La fin du fichage par la Banque de France des entrepreneurs dont les entreprises ont fait l’objet d’une liquidation judiciaire est une bonne nouvelle, mais il faudra certainement encore beaucoup de temps avant que la France accepte plus facilement l’idée de l’échec et devienne un « Yes country ».

Depuis le 9 septembre, les entreprises qui ont fait l’objet d’une liquidation judiciaire suite à un dépôt de bilan n’apparaissent plus dans le fichier de la Banque de France dans la mesure où celle-ci n’est pas liée à une faillite frauduleuse. 144 000 chefs d’entreprise sont ainsi concernés par cette mesure. Elle fait suite à une promesse faite par François Hollande au mois d’avril dernier lors des Assises de l’entrepreneuriat. Cela devrait par conséquent faciliter l’accès au crédit bancaire d’un certain nombre de petits patrons et leur permettre de rebondir dans de meilleures conditions.
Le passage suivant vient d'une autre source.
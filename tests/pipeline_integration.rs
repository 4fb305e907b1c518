//! End-to-end integration tests for the full pipeline
//!
//! Tests the complete flow: YAML parsing → DAG building → execution →
//! filesystem artifacts → run history.

use assetflow::dag::DagEngine;
use assetflow::models::{Mode, PipelineConfig, TaskStatus};
use assetflow::parser::parse_manifest_yaml;
use assetflow::runner::TaskRunner;
use assetflow::state::StateManager;
use std::fs;
use std::path::Path;
use std::sync::Arc;
use tempfile::TempDir;

/// Helper to create a temporary project with a state database
fn setup_project() -> (TempDir, Arc<StateManager>) {
    let temp_dir = TempDir::new().unwrap();
    let db_path = temp_dir.path().join("assetflow.db");
    let state = Arc::new(StateManager::new(db_path).unwrap());
    (temp_dir, state)
}

fn write_file(root: &Path, rel: &str, content: &str) {
    let path = root.join(rel);
    fs::create_dir_all(path.parent().unwrap()).unwrap();
    fs::write(path, content).unwrap();
}

fn manifest() -> PipelineConfig {
    parse_manifest_yaml(
        r#"
name: frontend-assets
description: "Integration test pipeline"
config:
  timeout_default: 30

tasks:
  - name: sass
    type: style
    config:
      source_dir: asset/sass
      entry: main.scss
      out_dir: asset/css

  - name: react
    type: script
    config:
      entry: app.jsx
      outfile: app.js
      bundler: /bin/cat

  - name: "sass:watch"
    type: watch
    depends_on: [sass]
    config:
      paths: [asset/sass]
      extensions: [scss]
      run: sass

  - name: "react:watch"
    type: watch
    depends_on: [react]
    config:
      paths: ["."]
      extensions: [jsx]
      run: react

  - name: build
    type: group
    depends_on: [sass, react]

  - name: watch
    type: group
    depends_on: ["sass:watch", "react:watch"]
"#,
    )
    .unwrap()
}

#[test]
fn test_manifest_parses_and_sorts() {
    let config = manifest();
    assert_eq!(config.name, "frontend-assets");
    assert_eq!(config.tasks.len(), 6);

    let dag = DagEngine::build(&config.tasks).unwrap();
    let order = dag.topological_sort().unwrap();
    assert_eq!(order.len(), 6);

    // Dependencies sort before their dependents
    let pos = |name: &str| order.iter().position(|n| n == name).unwrap();
    assert!(pos("sass") < pos("sass:watch"));
    assert!(pos("react") < pos("react:watch"));
    assert!(pos("sass") < pos("build"));
    assert!(pos("react") < pos("build"));
    assert!(pos("sass:watch") < pos("watch"));
    assert!(pos("react:watch") < pos("watch"));
}

#[tokio::test]
async fn test_full_build_execution() {
    let (temp_dir, state) = setup_project();
    let root = temp_dir.path();

    write_file(
        root,
        "asset/sass/main.scss",
        "$accent: red;\nbody {\n  color: $accent;\n}\n",
    );
    write_file(root, "app.jsx", "const App = () => null;\n");

    let config = manifest();
    let runner = TaskRunner::new(state.clone(), Mode::Development, root.to_path_buf());

    let success = runner.run(&config, "build").await.unwrap();
    assert!(success, "Build should succeed");

    // Stylesheet pipeline artifacts
    let css = fs::read_to_string(root.join("asset/css/main.css")).unwrap();
    assert!(css.contains("color: red"));
    assert!(css.contains("sourceMappingURL=main.css.map"));
    assert!(root.join("asset/css/main.css.map").exists());

    // Script pipeline artifact (cat passes the entry through)
    let bundle = fs::read_to_string(root.join("app.js")).unwrap();
    assert!(bundle.contains("const App"));

    // Run history: one invocation with both build tasks recorded
    let history = state.recent_invocations(Some("build"), 10).unwrap();
    assert_eq!(history.len(), 1, "Should have one invocation record");
    assert_eq!(history[0].status, TaskStatus::Success);
    assert_eq!(history[0].mode, "development");

    let runs = state.task_runs_for(history[0].id).unwrap();
    assert_eq!(runs.len(), 2, "Should have 2 task run records");
    for run in &runs {
        assert_eq!(
            run.status,
            TaskStatus::Success,
            "Task {} should succeed",
            run.task_name
        );
        assert!(run.duration_ms.is_some());
    }
}

#[tokio::test]
async fn test_live_build_minifies_and_skips_sourcemaps() {
    let (temp_dir, state) = setup_project();
    let root = temp_dir.path();

    write_file(
        root,
        "asset/sass/main.scss",
        "$accent: red;\nbody {\n  color: $accent;\n}\n",
    );
    write_file(root, "app.jsx", "const App = () => null;\n");

    let config = manifest();
    let runner = TaskRunner::new(state.clone(), Mode::Live, root.to_path_buf());

    let success = runner.run(&config, "build").await.unwrap();
    assert!(success);

    let css = fs::read_to_string(root.join("asset/css/main.css")).unwrap();
    assert!(css.contains("body{color:red}"));
    assert!(!css.contains("sourceMappingURL"));
    assert!(!root.join("asset/css/main.css.map").exists());

    let history = state.recent_invocations(Some("build"), 1).unwrap();
    assert_eq!(history[0].mode, "live");
}

#[tokio::test]
async fn test_failing_bundler_fails_invocation() {
    let (temp_dir, state) = setup_project();
    let root = temp_dir.path();

    write_file(root, "asset/sass/main.scss", "a {\n  color: red;\n}\n");
    write_file(root, "app.jsx", "irrelevant\n");

    // Break the script task while keeping the stylesheet task valid
    let yaml = r#"
name: frontend-assets
config:
  timeout_default: 30
tasks:
  - name: sass
    type: style
    config:
      source_dir: asset/sass
      out_dir: asset/css
  - name: react
    type: script
    config:
      entry: app.jsx
      bundler: /bin/sh
      args: ["-c", "echo bundler exploded >&2; exit 2"]
  - name: build
    type: group
    depends_on: [sass, react]
"#;
    let config = parse_manifest_yaml(yaml).unwrap();

    let runner = TaskRunner::new(state.clone(), Mode::Development, root.to_path_buf());
    let success = runner.run(&config, "build").await.unwrap();
    assert!(!success, "Build should fail when the bundler fails");

    let history = state.recent_invocations(Some("build"), 1).unwrap();
    assert_eq!(history[0].status, TaskStatus::Failed);

    let runs = state.task_runs_for(history[0].id).unwrap();
    let failed: Vec<_> = runs
        .iter()
        .filter(|r| r.status == TaskStatus::Failed)
        .collect();
    assert_eq!(failed.len(), 1);
    assert_eq!(failed[0].task_name, "react");
    assert!(failed[0].detail.as_deref().unwrap_or("").contains("status 2"));
}

#[tokio::test]
async fn test_single_pipeline_tasks_run_independently() {
    let (temp_dir, state) = setup_project();
    let root = temp_dir.path();

    write_file(root, "asset/sass/main.scss", "a {\n  color: red;\n}\n");
    write_file(root, "app.jsx", "const App = 1;\n");

    let config = manifest();
    let runner = TaskRunner::new(state.clone(), Mode::Development, root.to_path_buf());

    // Running only the stylesheet task must not touch the script pipeline
    let success = runner.run(&config, "sass").await.unwrap();
    assert!(success);
    assert!(root.join("asset/css/main.css").exists());
    assert!(!root.join("app.js").exists());

    // And the other way around
    let success = runner.run(&config, "react").await.unwrap();
    assert!(success);
    assert!(root.join("app.js").exists());
}

#[tokio::test]
async fn test_mode_detection_from_environment() {
    // The manifest names the environment variable consulted for mode
    // detection; `live` selects compressed output
    std::env::set_var("ASSETFLOW_INTEGRATION_MODE", "live");
    assert_eq!(Mode::from_env("ASSETFLOW_INTEGRATION_MODE"), Mode::Live);

    std::env::set_var("ASSETFLOW_INTEGRATION_MODE", "staging");
    assert_eq!(
        Mode::from_env("ASSETFLOW_INTEGRATION_MODE"),
        Mode::Development
    );
    std::env::remove_var("ASSETFLOW_INTEGRATION_MODE");
}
La Banque de France attribuait jusqu’alors, en effet, ce qu’elle appelait des « valeurs de l’indicateur dirigeant », au nombre de quatre, en fonction des décisions judiciaires prononcées par les tribunaux statuant en matière commerciale. L’indicateur 000 signifie que la Banque de France n’a aucune information concernant l’entreprise en provenance des tribunaux de commerce. Celle-ci ne pose donc aucun problème particulier. La situation devient problématique à partir de l’indicateur 040 qui stipule que la personne exerce ou a exercé une fonction de représentant légal ou d’entrepreneur individuel dans une entreprise ayant fait l’objet d’un jugement de liquidation judiciaire depuis moins de trois ans quelle qu’en soit l’origine. C’est cet indicateur qui a été supprimé par décret le 9 septembre dernier. L’indicateur 050 signifie que la personne a été alors à la tête d’au moins deux entreprises ayant fait l’objet d’une liquidation judiciaire et l’indicateur 060, qu’elle a dirigé au moins trois entreprises dans ce cas. Ces indicateurs sont notamment diffusés aux établissements de crédit et aux administrations à vocation économique ou financière. En clair, la Banque de France donne une sorte de note à tous les chefs d’entreprise – jusqu’en 2005, elle parlait d’ailleurs de « cote des dirigeants » –, ce qui a une incidence certaine sur l’accès au crédit bancaire pour leur entreprise, et même sur la possibilité pour celle-ci d’ouvrir ne serait-ce qu’un compte bancaire.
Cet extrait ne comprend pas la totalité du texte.